Başka bir yaz, evde tamirat yaptım. Bunu hem gündüz hem de gece yaptım. Bir gün sırtımda bir ağrı hissettim ve benimle birlikte çalışan bir kadından ağrıya bakmama yardım etmesini istedim. Bir kez baktı ve dedi ki: “Bu zona. Sırtınız kabarcıklarla dolu.” Diğer insanların tarif ettiği kadar acımadığını hissettim. Sadece kabarcıkların olduğu bölgeler çok sıcaktı. Bu yüzden onlara soğuk su tuttum.

Ancak sırtım birkaç gün sonra bile iyileşmedi, bu yüzden Shifu'dan beni aydınlatmasını istedim: “Shifu, bana neler olduğu konusunda beni aydınlatabilir misiniz? Neden bu kadar gün geçmesine rağmen sırtım hala iyileşmiyor?” Sonunda, Shifu o gece rüyamda bana bir ipucu verdi. Uygulayıcı olan annemi her gün bir deftere ev ödevi yazarken gördüm. Ona: “Anne, sen her gün ödev yapıyor musun? Birkaç gündür ödevimi yapmadım” diye sordum. Ertesi sabah uyandıktan sonra pişman oldum ve sessizce Shifu'ya şöyle dedim: “Shifu, sözlerinizi dikkate almadım. Fa'yı çalışmak ve her gün egzersizleri yapmak bizim zorunlu ev ödevimizdir.”

Bu düşünceyle birlikte tüm belirtiler kayboldu. Bu noktada, sırtımdaki zona neredeyse tüm vücuduma yayılmıştı. Ve şimdi bir anda yok olmuştu. Bu inanılmaz. Shifu çok büyük ve merhametli. Shifu'ya duyduğum minnettarlığı hiçbir kelime ifade edemez.

Geçenlerde bir sorunla karşılaştım. Bir serada üzümlerle çalışıyordum.

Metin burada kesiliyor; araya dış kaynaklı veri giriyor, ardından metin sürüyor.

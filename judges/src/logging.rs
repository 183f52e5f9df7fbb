//! Tracing setup for the `judges` binary.
//!
//! Diagnostics go to stderr and are controlled via `RUST_LOG`; the fact
//! store and its checkpoint are the only product output.

use tracing_subscriber::{EnvFilter, fmt, layer::SubscriberExt, util::SubscriberInitExt};

/// Initialize the tracing subscriber.
///
/// Reads `RUST_LOG`. Defaults to `info` if unset.
pub fn init() {
    let filter = EnvFilter::try_from_default_env().unwrap_or_else(|_| EnvFilter::new("info"));

    tracing_subscriber::registry()
        .with(filter)
        .with(fmt::layer().with_writer(std::io::stderr).compact())
        .init();
}
//! Stable exit codes for the `judges` CLI.

/// Run finished cleanly (or with errors suppressed by `--quiet`).
pub const OK: i32 = 0;
/// Configuration error or a run that ended with unresolved errors.
pub const FAILURE: i32 = 1;
//! The fixpoint update loop.
//!
//! Drives cycles over the ordered judge set until a cycle produces no net
//! change, a cycle limit is reached, or fail-fast stops the run. The
//! checkpoint is exported after every cycle, success or not, so partial
//! progress always survives.

use std::collections::BTreeMap;
use std::path::PathBuf;
use std::time::{Duration, Instant, SystemTime, UNIX_EPOCH};

use anyhow::{Result, bail};
use serde_json::json;
use tracing::{debug, info, warn};

use crate::churn::Churn;
use crate::engine::{DeadlineExceededError, Engine, StateMap};
use crate::fb::Factbase;
use crate::impex::Impex;
use crate::judges::{JudgeSet, OrderingPolicy};
use crate::options::Options;

/// The `what` property of the run-summary fact.
pub const SUMMARY_WHAT: &str = "judges-summary";

/// What to do with the summary record when the run finishes.
#[derive(Debug, Clone, Copy, PartialEq, Eq, Default)]
pub enum SummaryMode {
    /// No summary fact.
    #[default]
    Off,
    /// Replace any prior summary fact with a fresh one.
    Add,
    /// Keep the prior summary fact and append the new errors to it.
    Append,
}

/// Everything one update run needs; the caller owns it.
#[derive(Debug, Clone)]
pub struct UpdateConfig {
    pub judges_dir: PathBuf,
    pub checkpoint: PathBuf,
    /// Shared-library directory exposed to every judge.
    pub lib: Option<PathBuf>,
    /// Entry-script extension.
    pub ext: String,
    /// `key=value` pairs from the command line.
    pub option_pairs: Vec<String>,
    /// Optional options file, merged over the pairs (the file wins).
    pub options_file: Option<PathBuf>,
    /// Inclusion filter: when non-empty, only listed judges run.
    pub include: Vec<String>,
    /// Per-judge execution deadline.
    pub timeout: Duration,
    /// Run-wide wall-clock allowance; judges not yet started when it is
    /// exhausted are skipped, not failed.
    pub lifetime: Option<Duration>,
    pub max_cycles: Option<u32>,
    pub fail_fast: bool,
    /// Log instead of raising when the run ends with errors.
    pub quiet: bool,
    pub summary: SummaryMode,
    /// Fail the run when zero judges were executed.
    pub expect_judges: bool,
    pub policy: OrderingPolicy,
}

impl UpdateConfig {
    pub fn new(judges_dir: impl Into<PathBuf>, checkpoint: impl Into<PathBuf>) -> Self {
        Self {
            judges_dir: judges_dir.into(),
            checkpoint: checkpoint.into(),
            lib: None,
            ext: "sh".to_string(),
            option_pairs: Vec::new(),
            options_file: None,
            include: Vec::new(),
            timeout: Duration::from_secs(30),
            lifetime: None,
            max_cycles: None,
            fail_fast: false,
            quiet: false,
            summary: SummaryMode::Off,
            expect_judges: false,
            policy: OrderingPolicy::default(),
        }
    }
}

/// Why the cycle loop stopped.
#[derive(Debug, Clone, Copy, PartialEq, Eq)]
pub enum RunStop {
    /// A full cycle produced zero churn.
    Converged,
    /// The configured maximum cycle count was reached.
    LimitReached,
    /// Fail-fast was enabled and the run had recorded errors.
    FailFastStopped,
}

/// Summary of one update run.
#[derive(Debug, Clone, PartialEq, Eq)]
pub struct UpdateOutcome {
    pub cycles: u32,
    pub churn: Churn,
    pub errors: Vec<String>,
    /// Judges actually started (successes and failures alike).
    pub executed: u32,
    /// Lifetime-budget skips; informational only.
    pub skipped: u32,
    pub stop: RunStop,
    pub elapsed: Duration,
}

/// Run the full fixpoint loop with the given engine.
///
/// Raises before the loop on configuration errors (absent judges
/// directory); raises at the end when errors were recorded and `quiet` is
/// unset, or when `expect_judges` is set and nothing ran. The checkpoint on
/// disk always reflects the last completed cycle.
pub fn run_update<E: Engine>(engine: &E, config: &UpdateConfig) -> Result<UpdateOutcome> {
    if !config.judges_dir.is_dir() {
        bail!(
            "the judges directory is absent: {}",
            config.judges_dir.display()
        );
    }
    let started = Instant::now();
    let impex = Impex::new(&config.checkpoint);
    let mut fb = impex.import(false)?;
    let options = effective_options(config)?;
    if options.is_empty() {
        debug!("no options provided");
    } else {
        debug!("options:\n{}", options.describe());
    }
    let set = JudgeSet::new(
        &config.judges_dir,
        config.lib.clone(),
        config.ext.clone(),
        config.policy.clone(),
    )?;

    let mut global = StateMap::new();
    let mut locals: BTreeMap<String, StateMap> = BTreeMap::new();
    let mut errors: Vec<String> = Vec::new();
    let mut churn = Churn::default();
    let mut executed = 0u32;
    let mut skipped = 0u32;
    let mut cycles = 0u32;

    let stop = loop {
        cycles += 1;
        info!(cycle = cycles, "starting cycle");
        let mut delta = Churn::default();
        for judge in set.enumerate() {
            let name = judge.name().to_string();
            if !config.include.is_empty() && !config.include.iter().any(|n| *n == name) {
                continue;
            }
            if config.fail_fast && !errors.is_empty() {
                info!(cycle = cycles, "fail-fast: skipping the rest of the cycle");
                break;
            }
            if let Some(budget) = config.lifetime {
                if started.elapsed() >= budget {
                    skipped += 1;
                    info!(
                        judge = %name,
                        cycle = cycles,
                        "lifetime budget exhausted, skipping"
                    );
                    continue;
                }
            }
            let local = locals.entry(name.clone()).or_default();
            executed += 1;
            match judge.run(
                engine,
                &mut fb,
                &mut global,
                local,
                &options,
                config.timeout,
            ) {
                Ok(c) => delta += c,
                Err(err) => {
                    if err.downcast_ref::<DeadlineExceededError>().is_some() {
                        warn!(judge = %name, cycle = cycles, "deadline exceeded");
                    } else {
                        warn!(judge = %name, cycle = cycles, "judge failed");
                    }
                    errors.push(format!("{name}: {err:#}"));
                }
            }
        }
        churn += delta;
        impex.export(&fb)?;
        if config.fail_fast && !errors.is_empty() {
            info!(cycle = cycles, "stopping: fail-fast with recorded errors");
            break RunStop::FailFastStopped;
        }
        if delta.is_zero() {
            info!(cycle = cycles, "no changes in this cycle, fixpoint reached");
            break RunStop::Converged;
        }
        if let Some(max) = config.max_cycles {
            if cycles >= max {
                info!(cycle = cycles, max_cycles = max, "cycle limit reached");
                break RunStop::LimitReached;
            }
        }
        info!(cycle = cycles, churn = %delta, "cycle finished");
    };

    if config.summary != SummaryMode::Off {
        write_summary(
            &mut fb,
            config.summary,
            started.elapsed(),
            cycles,
            churn,
            &errors,
        );
        impex.export(&fb)?;
    }
    let outcome = UpdateOutcome {
        cycles,
        churn,
        errors,
        executed,
        skipped,
        stop,
        elapsed: started.elapsed(),
    };
    info!(
        cycles = outcome.cycles,
        churn = %outcome.churn,
        executed = outcome.executed,
        "update finished"
    );
    if config.expect_judges && outcome.executed == 0 {
        bail!("no judges were executed, though at least one was expected");
    }
    if !outcome.errors.is_empty() {
        if config.quiet {
            info!(
                errors = outcome.errors.len(),
                "not failing because quiet mode is set"
            );
        } else {
            bail!(
                "failed to update correctly ({} errors)",
                outcome.errors.len()
            );
        }
    }
    Ok(outcome)
}

fn effective_options(config: &UpdateConfig) -> Result<Options> {
    let cli = Options::from_pairs(&config.option_pairs);
    match &config.options_file {
        Some(path) => Ok(cli.merge(&Options::from_file(path)?)),
        None => Ok(cli),
    }
}

fn write_summary(
    fb: &mut Factbase,
    mode: SummaryMode,
    elapsed: Duration,
    cycles: u32,
    churn: Churn,
    errors: &[String],
) {
    let existing = fb.query_eq("what", &json!(SUMMARY_WHAT));
    if mode == SummaryMode::Append {
        if let Some(id) = existing.first().copied() {
            if let Some(fact) = fb.fact_mut(id) {
                for error in errors {
                    fact.set("error", error.as_str());
                }
            }
            return;
        }
    } else {
        fb.delete(&existing);
    }
    let id = fb.insert();
    if let Some(fact) = fb.fact_mut(id) {
        fact.set("what", SUMMARY_WHAT);
        fact.set("when", epoch_seconds());
        fact.set("version", env!("CARGO_PKG_VERSION"));
        fact.set("seconds", elapsed.as_secs_f64());
        fact.set("cycles", cycles);
        fact.set("inserted", churn.inserted);
        fact.set("deleted", churn.deleted);
        fact.set("added", churn.added);
        for error in errors {
            fact.set("error", error.as_str());
        }
    }
}

fn epoch_seconds() -> u64 {
    SystemTime::now()
        .duration_since(UNIX_EPOCH)
        .map(|d| d.as_secs())
        .unwrap_or(0)
}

Üç dört gün önce tarım ilacıyla ilaçlamıştım, ama şimdi biraz topladım ve yedim. O gece ishal olmama rağmen umursamadım. Ertesi sabah yine ishal oldum ve şöyle düşündüm: “Karmandan böyle kurtuluyorsun. Bu üzümlerden kaynaklanan bir mide ağrısı değil.” Bu düşünceyle birlikte ishal kesildi.

Daha sonra bilinçsizce şöyle düşündüm: "Acaba üzümleri sindirip kendime mi geldim?" diye düşündüm. Bu düşünceyle birlikte ishal tekrar başladı. Bu sefer yanıldığımı biliyordum. Ne doğru düşüncelere sahiptim, ne de Shifu'ya ve Fa'ya inancım yoktu. Shifu'nun korumasını ve yardımını göz ardı etmiştim. Bu düşünce ile ishal tekrar durdu.

Her uygulayıcının düşüncesi gerçekten çok önemlidir. Hepimiz Fa'ya dayanarak Fa anlayışımızı geliştirmeli ve anlamalıyız.

Yukarıda anlatılanlar benim sınırlı tecrübelerimdir. Eğer geliştirilecek bir şey varsa lütfen belirtiniz.